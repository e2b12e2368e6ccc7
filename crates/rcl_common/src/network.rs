//! Network topology resolution and address classification.
//!
//! Resolves the IPv4 address behind each role's interface, classifies
//! addresses against the fixed netblocks and guards the container name
//! against pre-existing DNS/hosts entries.

use crate::dns::Resolver;
use crate::error::{RclError, Result};
use crate::schema::{self, Configuration};
use ipnet::Ipv4Net;
use regex::Regex;
use std::fmt;
use std::io;
use std::net::{Ipv4Addr, SocketAddrV4};
use std::sync::OnceLock;
use tracing::{debug, error, warn};

/// Address the RAS bridge must carry
pub const RAS_IP: Ipv4Addr = Ipv4Addr::new(10, 23, 16, 1);

/// Fixed address blocks
#[derive(Debug, Clone, Copy, PartialEq, Eq)]
pub enum Netblock {
    /// Service network of the appliance
    Service,
    /// Container network created by the runtime's default bridge
    ContainerNetwork,
    /// RAS management bridge
    Management,
}

impl Netblock {
    pub fn cidr(&self) -> &'static str {
        match self {
            Netblock::Service => "10.111.222.100/30",
            Netblock::ContainerNetwork => "10.88.0.0/16",
            Netblock::Management => "10.23.16.0/29",
        }
    }
}

impl fmt::Display for Netblock {
    fn fmt(&self, f: &mut fmt::Formatter<'_>) -> fmt::Result {
        f.write_str(self.cidr())
    }
}

/// Logical network role of an interface
#[derive(Debug, Clone, Copy, PartialEq, Eq)]
pub enum Role {
    Campus,
    Ras,
}

impl Role {
    /// Configuration field naming the interface for this role
    pub fn interface_key(&self) -> &'static str {
        match self {
            Role::Campus => schema::CAMPUS_INTERFACE,
            Role::Ras => schema::RAS_INTERFACE,
        }
    }

    /// Configuration field carrying the address for this role
    pub fn address_key(&self) -> &'static str {
        match self {
            Role::Campus => schema::CAMPUS_INTERFACE_IP,
            Role::Ras => schema::RAS_INTERFACE_IP,
        }
    }
}

impl fmt::Display for Role {
    fn fmt(&self, f: &mut fmt::Formatter<'_>) -> fmt::Result {
        match self {
            Role::Campus => f.write_str("CAMPUS"),
            Role::Ras => f.write_str("RAS"),
        }
    }
}

/// CIDR containment; anything that is not an IPv4 address is not a member
pub fn check_netblock(ip: &str, block: &str) -> bool {
    let Ok(net) = block.parse::<Ipv4Net>() else {
        warn!("Netblock {} is not a valid IPv4 CIDR", block);
        return false;
    };
    match ip.parse::<Ipv4Addr>() {
        Ok(addr) => {
            let is_in = net.contains(&addr);
            debug!(
                "IP {} {} to netblock {}",
                ip,
                if is_in { "belongs" } else { "does not belong" },
                block
            );
            is_in
        }
        Err(_) => {
            warn!("IP {} does not seem to have a correct IPv4 format", ip);
            false
        }
    }
}

/// True when `ip` is a well-formed IPv4 address
pub fn check_ipv4_format(ip: &str) -> bool {
    ip.parse::<Ipv4Addr>().is_ok()
}

fn fqdn_grammar() -> &'static Regex {
    static GRAMMAR: OnceLock<Regex> = OnceLock::new();
    // RFC 1035 labels with the RFC 3696 preferred top-level forms.
    GRAMMAR.get_or_init(|| {
        Regex::new(concat!(
            r"^(([a-zA-Z])|([a-zA-Z][a-zA-Z])|([a-zA-Z][0-9])|([0-9][a-zA-Z])|",
            r"([a-zA-Z0-9][-.a-zA-Z0-9]{0,61}[a-zA-Z0-9]))\.",
            r"([a-zA-Z]{2,13}|[a-zA-Z0-9-]{2,30}.[a-zA-Z]{2,3})$",
        ))
        .expect("FQDN grammar is a valid regex")
    })
}

/// Check `host.domain` against the preferred host name grammar
pub fn is_valid_fqdn(host: &str, domain: &str) -> bool {
    let fqdn = format!("{}.{}", host, domain);
    let ok = fqdn_grammar().is_match(&fqdn);
    if ok {
        debug!("FQDN {} aligns with the RFC1035/RFC3696 preferred format", fqdn);
    } else {
        error!("FQDN {} does not align with the RFC1035/RFC3696 preferred format", fqdn);
    }
    ok
}

/// Read-only view of the host's network interfaces
pub trait InterfaceSource {
    fn interface_names(&self) -> io::Result<Vec<String>>;

    /// First IPv4 address on `name`, if any
    fn ipv4_address(&self, name: &str) -> io::Result<Option<Ipv4Addr>>;
}

/// Interfaces as reported by getifaddrs(3)
#[derive(Debug, Default, Clone, Copy)]
pub struct HostInterfaces;

impl InterfaceSource for HostInterfaces {
    fn interface_names(&self) -> io::Result<Vec<String>> {
        let mut names: Vec<String> = nix::ifaddrs::getifaddrs()
            .map_err(io::Error::from)?
            .map(|ifaddr| ifaddr.interface_name)
            .collect();
        names.sort();
        names.dedup();
        Ok(names)
    }

    fn ipv4_address(&self, name: &str) -> io::Result<Option<Ipv4Addr>> {
        let addr = nix::ifaddrs::getifaddrs()
            .map_err(io::Error::from)?
            .filter(|ifaddr| ifaddr.interface_name == name)
            .find_map(|ifaddr| {
                let storage = ifaddr.address?;
                let sin = storage.as_sockaddr_in()?;
                Some(*SocketAddrV4::from(*sin).ip())
            });
        Ok(addr)
    }
}

/// Result of resolving one role's interface
#[derive(Debug, Clone, Copy, PartialEq, Eq)]
pub enum Binding {
    Address(Ipv4Addr),
    /// Interface exists but has no IPv4 address yet
    Unbound,
}

/// Addresses detected for both roles
#[derive(Debug, Clone, Copy, PartialEq, Eq)]
pub struct NetworkTopology {
    pub campus: Ipv4Addr,
    pub ras: Ipv4Addr,
}

pub struct NetworkTopologyResolver<'a> {
    interfaces: &'a dyn InterfaceSource,
    resolver: &'a dyn Resolver,
}

impl<'a> NetworkTopologyResolver<'a> {
    pub fn new(interfaces: &'a dyn InterfaceSource, resolver: &'a dyn Resolver) -> Self {
        Self {
            interfaces,
            resolver,
        }
    }

    pub fn interface_exists(&self, name: &str) -> bool {
        debug!("Going to check if {} exists in this system", name);
        match self.interfaces.interface_names() {
            Ok(names) => {
                let exists = names.iter().any(|n| n == name);
                debug!(
                    "{} {} in this system",
                    name,
                    if exists { "exists" } else { "does not exist" }
                );
                exists
            }
            Err(e) => {
                warn!("Cannot enumerate interfaces: {}", e);
                false
            }
        }
    }

    /// Resolve the address for `role`.
    ///
    /// A literal IPv4 value passes through without a host lookup. A missing
    /// interface is fatal here; an interface without IPv4 is `Unbound`.
    pub fn resolve_binding(&self, interface_or_ip: &str, role: Role) -> Result<Binding> {
        if let Ok(literal) = interface_or_ip.parse::<Ipv4Addr>() {
            debug!("Using literal address {} for {}", literal, role);
            return Ok(Binding::Address(literal));
        }

        if !self.interface_exists(interface_or_ip) {
            let err = RclError::InterfaceMissing {
                interface: interface_or_ip.to_string(),
                role,
            };
            error!("{}", err);
            return Err(err);
        }

        debug!("Going to query for IP address of {}", interface_or_ip);
        match self.interfaces.ipv4_address(interface_or_ip) {
            Ok(Some(addr)) => {
                debug!("Main IP address of {} is {}", interface_or_ip, addr);
                Ok(Binding::Address(addr))
            }
            Ok(None) => {
                debug!("{} does not have any IPv4 address configured", interface_or_ip);
                Ok(Binding::Unbound)
            }
            Err(e) => {
                debug!("Cannot read addresses of {}: {}", interface_or_ip, e);
                Ok(Binding::Unbound)
            }
        }
    }

    /// Resolve the address for `role` or fail with a topology error
    pub fn require_address(&self, interface_or_ip: &str, role: Role) -> Result<Ipv4Addr> {
        match self.resolve_binding(interface_or_ip, role)? {
            Binding::Address(addr) => Ok(addr),
            Binding::Unbound => {
                // resolve_binding has already ruled out a missing interface
                debug!(
                    "{} interface exists but has no IPv4, likely a partially completed previous run",
                    role
                );
                let err = RclError::InterfaceUnbound {
                    interface: interface_or_ip.to_string(),
                    role,
                };
                error!("{}", err);
                Err(err)
            }
        }
    }

    /// Resolve both roles from a validated configuration
    pub fn resolve_topology(&self, cfg: &Configuration) -> Result<NetworkTopology> {
        let campus = self.require_address(binding_source(cfg, Role::Campus)?, Role::Campus)?;
        let ras = self.require_address(binding_source(cfg, Role::Ras)?, Role::Ras)?;
        Ok(NetworkTopology { campus, ras })
    }

    /// The RAS address must sit in the management netblock and be exactly
    /// the expected bridge address
    pub fn check_ras_address(&self, ip: &str) -> Result<()> {
        debug!("Going to check if IP address of RAS interface is the expected one");
        let mismatch = || RclError::RasAddressMismatch {
            found: ip.to_string(),
            expected: RAS_IP.to_string(),
        };

        if !check_netblock(ip, Netblock::Management.cidr()) {
            error!(
                "Configured RAS IP {} does not belong to RAS netblock {}",
                ip,
                Netblock::Management
            );
            return Err(mismatch());
        }
        if ip != RAS_IP.to_string() {
            error!("Configured RAS IP {} is not {}", ip, RAS_IP);
            return Err(mismatch());
        }
        debug!("RAS IP is the expected one {}", RAS_IP);
        Ok(())
    }

    /// Neither the short nor the fully qualified container name may resolve,
    /// except into the container network created by the auto-bridge setup
    pub fn check_container_not_resolvable(&self, short_name: &str, domain: &str) -> Result<()> {
        let long_name = format!("{}.{}", short_name, domain);
        debug!(
            "Need to check that neither {} nor {} can be resolved on this auto bridge setup",
            short_name, long_name
        );

        let short_collides = self.name_collides(short_name);
        let long_collides = self.name_collides(&long_name);
        if short_collides || long_collides {
            let err = RclError::NamingCollision(short_name.to_string());
            error!("{}", err);
            return Err(err);
        }
        debug!("Container name cannot be resolved in this autobridge setup");
        Ok(())
    }

    fn name_collides(&self, name: &str) -> bool {
        let addr = match self.resolver.resolve_ipv4(name) {
            Ok(addrs) => match addrs.first() {
                Some(addr) => *addr,
                None => return false,
            },
            Err(_) => {
                debug!("The container name {} does not resolve any IP address", name);
                return false;
            }
        };

        debug!("The container name {} resolves to IP address {}", name, addr);
        if check_netblock(&addr.to_string(), Netblock::ContainerNetwork.cidr()) {
            debug!(
                "Although it resolves, {} is in the container netblock {} which is allowed",
                addr,
                Netblock::ContainerNetwork
            );
            false
        } else {
            error!("The container name {} resolves to IP address {}", name, addr);
            true
        }
    }
}

/// Interface name (or literal address) configured for `role`
fn binding_source(cfg: &Configuration, role: Role) -> Result<&str> {
    cfg.get(role.interface_key())
        .or_else(|| cfg.get(role.address_key()))
        .ok_or_else(|| RclError::InterfaceMissing {
            interface: role.interface_key().to_string(),
            role,
        })
}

-*-

# Work instructions:
Your answer should consist of all lines above that include the string "NetworkTopologyResolver".

# Answer box:
pub struct NetworkTopologyResolver<'a> {
impl<'a> NetworkTopologyResolver<'a> {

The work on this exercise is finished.